The training will cover passive side-channel attacks on crypto implementations and countermeasures, including template attacks and leakage evaluation techniques. In addition, we will also treat active attacks such as fault injection and in particular glitching attacks with voltage and Electro Magnetic Fault Injection (EMFI). The training participants will learn to prepare the attacks including the attack set-up and execution on real hardware.

Training level: Intermediate to Advance

What to Expect? | Key Learning Objectives

Each training module will start with a tutorial identifying the main concepts and the theory behind physical attacks. After that, several assignments will be given to master the content and learn about key insights and identify practical challenges.

Training Detailed Description

A detailed description of the course structure and content, including an outline (day-wise agenda) of theory and practical exercises. Hands-on & interactive approaches are strongly encouraged.

Day 1: Side-channel attacks
Side-channel attacks on crypto implementations and countermeasures:

  • Basic concepts and principles
  • Side-channel leakage modeling
  • Simple power analysis (SPA)
  • Differential power analysis (DPA) and higher-order attacks
  • Assignments 1-2: Hands-on DPA attacks on software and hardware implementations

Day 2:Advanced attacks
Profiling attacks:

  • Probability theory and statistics background
  • Step-by-step guide to profile and exploit a device's side-channel leakage
  • Assignment 3: Template attack on an ECC implementation on ARM Cortex micro-controller
Higher order attacks:
  • Introduction to side-channel countermeasures (masking, shuffling, etc.)
  • Higher-order side-channel attacks
  • Assignment 4: 2nd order attacks on a DPA-protected implementation
Leakage evalution:
  • TVLA and alternatives
  • Leakage simulators
  • Assignment 5: TVLA evaluation of (un)protected implementations

Day 3:
Introduction to fault injection attacks:

  • Fault attacks in practice: principles and use cases
  • Differential Fault Analysis (DFA)
  • Glitching attacks with voltage and Electro Magnetic Fault Injection (EMFI)
  • Assignment 6: Hands-on session on ChipWhisperer


Who Should Attend? | Target Audience

  • Researchers and students who want to learn the core techniques of side-channel analysis
  • Pen testers, government officers, auditors and evaluators of secure embedded devices
  • Developers of secure IoT products
  • Chip designers
  • Any embedded security enthusias

What to Bring? | Software and Hardware Requirements

  • own laptop running Windows / Linux / macOS
  • installed Python version 3
  • extra pen drive

What to Bring? | Prerequisite Knowledge and Skills

  • basic programming
  • basic knowledge of statistics
  • familiarity with every-day cryptography, such as AES, PKC etc.

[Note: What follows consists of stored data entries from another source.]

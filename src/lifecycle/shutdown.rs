//! Shutdown coordination for the proxy.

use tokio::sync::broadcast;

/// Coordinator for graceful shutdown.
///
/// Servers started with [`crate::HttpServer::run`] subscribe to it and stop
/// accepting connections once [`Shutdown::trigger`] is called.
#[derive(Debug, Clone)]
pub struct Shutdown {
    tx: broadcast::Sender<()>,
}

impl Shutdown {
    pub fn new() -> Self {
        let (tx, _) = broadcast::channel(1);
        Self { tx }
    }

    /// Subscribe to the shutdown signal.
    pub fn subscribe(&self) -> broadcast::Receiver<()> {
        self.tx.subscribe()
    }

    /// Signal every subscriber. Returns how many were notified.
    pub fn trigger(&self) -> usize {
        self.tx.send(()).unwrap_or(0)
    }

    /// Number of servers still listening for the signal.
    pub fn receiver_count(&self) -> usize {
        self.tx.receiver_count()
    }
}

impl Default for Shutdown {
    fn default() -> Self {
        Self::new()
    }
}

#[cfg(test)]
mod tests {
    use super::*;

    #[tokio::test]
    async fn test_trigger_reaches_subscribers() {
        let shutdown = Shutdown::new();
        assert_eq!(shutdown.trigger(), 0);

        let mut a = shutdown.subscribe();
        let mut b = shutdown.clone().subscribe();
        assert_eq!(shutdown.receiver_count(), 2);
        assert_eq!(shutdown.trigger(), 2);

        assert!(a.recv().await.is_ok());
        assert!(b.recv().await.is_ok());
    }
}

Resources Provided at the Training | Deliverables

  • Lecture slides and assignments
  • Python code examples for analysis
  • Side-channel datasets captured from AVR/ARM processors and FPGA implementations
  • Detailed description of set-ups used in training

About the Trainer

Lejla Batina is a full professor at Radboud University. She got her professional doctorate in engineering from Eindhoven University of Technology and her PhD in Cryptography from KU Leuven, Belgium (2005). Prior to joining Radboud University she was a postdoc at KU Leuven and she spent 3 years in industry as a cryptographer at Pijnenburg Securealink (later SafeNet B.V.) in The Netherlands. Her research interests include cryptographic implementations and physical attacks and countermeasures. She leads a group of 10+ researchers at Radboud and 8 PhD students have so far graduated under her supervision.

Łukasz Chmielewski is a postdoctoral researcher in the Digital Security Group at Radboud University Nijmegen working in the field of physical attacks, both side-channel analysis (SCA) and fault injection (FI). In particular, his main research interests lie in SCA of public-key cryptosystems (including post-quantum schemes). He also has significant commercial experience in SCA, FI, and software-security evaluations of embedded devices. His overall practical experience in physical attacks spans over last 9 years.